Exercise details
Print each entry below precisely as shown.

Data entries
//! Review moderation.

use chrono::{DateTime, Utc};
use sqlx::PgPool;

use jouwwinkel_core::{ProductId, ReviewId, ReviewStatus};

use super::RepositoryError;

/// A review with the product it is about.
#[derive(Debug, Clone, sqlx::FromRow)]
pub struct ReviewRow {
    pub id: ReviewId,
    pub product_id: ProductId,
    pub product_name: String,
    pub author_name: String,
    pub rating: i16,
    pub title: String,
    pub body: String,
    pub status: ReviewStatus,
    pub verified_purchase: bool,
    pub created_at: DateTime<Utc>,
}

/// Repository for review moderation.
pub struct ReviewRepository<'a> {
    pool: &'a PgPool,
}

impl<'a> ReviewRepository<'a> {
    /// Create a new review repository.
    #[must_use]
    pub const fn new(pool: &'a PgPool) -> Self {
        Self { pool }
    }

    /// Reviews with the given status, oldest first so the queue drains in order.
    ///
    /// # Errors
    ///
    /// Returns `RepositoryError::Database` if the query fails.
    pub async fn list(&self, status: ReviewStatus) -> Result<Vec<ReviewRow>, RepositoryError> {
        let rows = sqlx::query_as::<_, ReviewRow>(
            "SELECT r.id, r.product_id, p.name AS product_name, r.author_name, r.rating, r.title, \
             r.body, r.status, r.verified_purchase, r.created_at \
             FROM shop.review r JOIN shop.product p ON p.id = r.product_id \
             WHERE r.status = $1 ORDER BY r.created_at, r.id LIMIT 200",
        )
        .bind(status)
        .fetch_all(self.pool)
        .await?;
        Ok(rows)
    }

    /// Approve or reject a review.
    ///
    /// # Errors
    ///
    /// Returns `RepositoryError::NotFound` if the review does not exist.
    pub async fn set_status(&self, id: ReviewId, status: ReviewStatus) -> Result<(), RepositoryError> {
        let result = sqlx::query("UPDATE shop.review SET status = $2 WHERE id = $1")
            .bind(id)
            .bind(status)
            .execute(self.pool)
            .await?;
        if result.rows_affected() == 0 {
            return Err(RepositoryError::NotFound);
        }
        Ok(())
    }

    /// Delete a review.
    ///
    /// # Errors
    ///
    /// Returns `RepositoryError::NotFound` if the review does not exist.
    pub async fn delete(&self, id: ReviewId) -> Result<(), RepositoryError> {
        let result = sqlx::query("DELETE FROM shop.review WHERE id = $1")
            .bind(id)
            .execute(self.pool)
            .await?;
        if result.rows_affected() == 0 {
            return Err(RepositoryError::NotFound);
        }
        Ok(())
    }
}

Exercise answer
//! Review moderation.

use chrono::{DateTime, Utc};
use sqlx::PgPool;

use jouwwinkel_core::{ProductId, ReviewId, ReviewStatus};

use super::RepositoryError;

/// A review with the product it is about.
#[derive(Debug, Clone, sqlx::FromRow)]
pub struct ReviewRow {
    pub id: ReviewId,
    pub product_id: ProductId,
    pub product_name: String,
    pub author_name: String,
    pub rating: i16,
    pub title: String,
    pub body: String,
    pub status: ReviewStatus,
    pub verified_purchase: bool,
    pub created_at: DateTime<Utc>,
}

/// Repository for review moderation.
pub struct ReviewRepository<'a> {
    pool: &'a PgPool,
}

impl<'a> ReviewRepository<'a> {
    /// Create a new review repository.
    #[must_use]
    pub const fn new(pool: &'a PgPool) -> Self {
        Self { pool }
    }

    /// Reviews with the given status, oldest first so the queue drains in order.
    ///
    /// # Errors
    ///
    /// Returns `RepositoryError::Database` if the query fails.
    pub async fn list(&self, status: ReviewStatus) -> Result<Vec<ReviewRow>, RepositoryError> {
        let rows = sqlx::query_as::<_, ReviewRow>(
            "SELECT r.id, r.product_id, p.name AS product_name, r.author_name, r.rating, r.title, \
             r.body, r.status, r.verified_purchase, r.created_at \
             FROM shop.review r JOIN shop.product p ON p.id = r.product_id \
             WHERE r.status = $1 ORDER BY r.created_at, r.id LIMIT 200",
        )
        .bind(status)
        .fetch_all(self.pool)
        .await?;
        Ok(rows)
    }

    /// Approve or reject a review.
    ///
    /// # Errors
    ///
    /// Returns `RepositoryError::NotFound` if the review does not exist.
    pub async fn set_status(&self, id: ReviewId, status: ReviewStatus) -> Result<(), RepositoryError> {
        let result = sqlx::query("UPDATE shop.review SET status = $2 WHERE id = $1")
            .bind(id)
            .bind(status)
            .execute(self.pool)
            .await?;
        if result.rows_affected() == 0 {
            return Err(RepositoryError::NotFound);
        }
        Ok(())
    }

    /// Delete a review.
    ///
    /// # Errors
    ///
    /// Returns `RepositoryError::NotFound` if the review does not exist.
    pub async fn delete(&self, id: ReviewId) -> Result<(), RepositoryError> {
        let result = sqlx::query("DELETE FROM shop.review WHERE id = $1")
            .bind(id)
            .execute(self.pool)
            .await?;
        if result.rows_affected() == 0 {
            return Err(RepositoryError::NotFound);
        }
        Ok(())
    }
}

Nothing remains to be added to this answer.